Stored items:
══════════

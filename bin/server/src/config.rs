//! Centralized server configuration.
//!
//! Loaded via the `config` crate from environment variables. Provider keys
//! are flat (`OPENAI_API_KEY`, `AI_GATEWAY_BASE_URL`, ...); everything else is
//! grouped in sections addressed with a `__` separator, e.g.
//! `CHAT__MAX_STEPS=10`.

use serde::Deserialize;
use std::path::PathBuf;

/// Server configuration.
#[derive(Debug, Clone, Deserialize)]
pub struct ServerConfig {
    /// OpenAI API key. Required to serve chat requests in direct mode.
    #[serde(default)]
    pub openai_api_key: Option<String>,

    /// OpenAI API base URL.
    #[serde(default = "default_openai_base_url")]
    pub openai_base_url: String,

    /// Base URL of an OpenAI-compatible AI gateway.
    #[serde(default)]
    pub ai_gateway_base_url: Option<String>,

    /// API key for the AI gateway.
    #[serde(default)]
    pub ai_gateway_api_key: Option<String>,

    /// Talk to OpenAI directly even when a gateway is configured.
    #[serde(default)]
    pub use_direct_openai: bool,

    /// Address to listen on.
    #[serde(default = "default_bind_addr")]
    pub bind_addr: String,

    /// Directory holding the built browser UI, served at `/`.
    #[serde(default)]
    pub static_dir: Option<PathBuf>,

    #[serde(default)]
    pub chat: ChatConfig,

    #[serde(default)]
    pub catalog: CatalogConfig,

    #[serde(default)]
    pub bot_check: BotCheckConfig,

    #[serde(default)]
    pub resources: ResourcesConfig,
}

/// Which upstream serves model requests.
#[derive(Debug, Clone, PartialEq, Eq)]
pub enum ProviderEndpoint {
    /// OpenAI itself, with the built-in model list.
    Direct { base_url: String, api_key: Option<String> },
    /// An AI gateway, with its live model catalog.
    Gateway { base_url: String, api_key: Option<String> },
}

impl ServerConfig {
    /// Loads configuration from environment variables.
    ///
    /// # Errors
    ///
    /// Returns an error if a value cannot be parsed.
    pub fn from_env() -> Result<Self, config::ConfigError> {
        Self::from_environment(config::Environment::default())
    }

    /// Loads configuration from a prepared environment source.
    ///
    /// # Errors
    ///
    /// Returns an error if a value cannot be parsed.
    pub fn from_environment(environment: config::Environment) -> Result<Self, config::ConfigError> {
        config::Config::builder()
            .add_source(environment.separator("__").try_parsing(true))
            .build()?
            .try_deserialize()
    }

    /// Resolves the upstream endpoint. Empty values count as unset.
    #[must_use]
    pub fn provider_endpoint(&self) -> ProviderEndpoint {
        let openai_key = non_empty(self.openai_api_key.as_deref());
        match non_empty(self.ai_gateway_base_url.as_deref()) {
            Some(base_url) if !self.use_direct_openai => ProviderEndpoint::Gateway {
                base_url,
                api_key: non_empty(self.ai_gateway_api_key.as_deref()).or(openai_key),
            },
            _ => ProviderEndpoint::Direct {
                base_url: self.openai_base_url.clone(),
                api_key: openai_key,
            },
        }
    }
}

fn non_empty(value: Option<&str>) -> Option<String> {
    value
        .map(str::trim)
        .filter(|value| !value.is_empty())
        .map(str::to_string)
}

fn default_openai_base_url() -> String {
    "https://api.openai.com/v1".to_string()
}

fn default_bind_addr() -> String {
    "127.0.0.1:3000".to_string()
}

/// Chat run configuration.
#[derive(Debug, Clone, Deserialize)]
pub struct ChatConfig {
    /// Maximum tool executions per chat run.
    #[serde(default = "default_max_steps")]
    pub max_steps: u32,

    /// Number of UI events buffered ahead of a slow client.
    #[serde(default = "default_stream_buffer")]
    pub stream_buffer: usize,

    /// Replaces the built-in system prompt.
    #[serde(default)]
    pub system_prompt_path: Option<PathBuf>,

    /// Seconds to wait for the upstream to start responding.
    #[serde(default = "default_request_timeout_secs")]
    pub request_timeout_secs: u64,
}

fn default_max_steps() -> u32 {
    20
}

fn default_stream_buffer() -> usize {
    64
}

fn default_request_timeout_secs() -> u64 {
    120
}

impl Default for ChatConfig {
    fn default() -> Self {
        Self {
            max_steps: default_max_steps(),
            stream_buffer: default_stream_buffer(),
            system_prompt_path: None,
            request_timeout_secs: default_request_timeout_secs(),
        }
    }
}

/// Model catalog configuration.
#[derive(Debug, Clone, Deserialize)]
pub struct CatalogConfig {
    /// Seconds to wait for the gateway catalog before falling back.
    #[serde(default = "default_catalog_timeout_secs")]
    pub timeout_secs: u64,
}

fn default_catalog_timeout_secs() -> u64 {
    5
}

impl Default for CatalogConfig {
    fn default() -> Self {
        Self {
            timeout_secs: default_catalog_timeout_secs(),
        }
    }
}

/// Bot check configuration.
#[derive(Debug, Clone, Default, Deserialize)]
pub struct BotCheckConfig {
    /// Comma-separated User-Agent substrings to reject.
    #[serde(default)]
    pub denied_user_agents: String,
}

impl BotCheckConfig {
    /// The configured patterns, trimmed, without empties.
    #[must_use]
    pub fn patterns(&self) -> Vec<String> {
        self.denied_user_agents
            .split(',')
            .map(str::trim)
            .filter(|pattern| !pattern.is_empty())
            .map(str::to_string)
            .collect()
    }
}

/// Cloud resource inventory configuration.
#[derive(Debug, Clone, Default, Deserialize)]
pub struct ResourcesConfig {
    /// URL returning the resource inventory as JSON.
    #[serde(default)]
    pub inventory_url: Option<String>,
}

══════════

**Work instructions**.
Extract from the data every line where "usize" shows up.

**Solution to this exercise**.
    pub stream_buffer: usize,
fn default_stream_buffer() -> usize {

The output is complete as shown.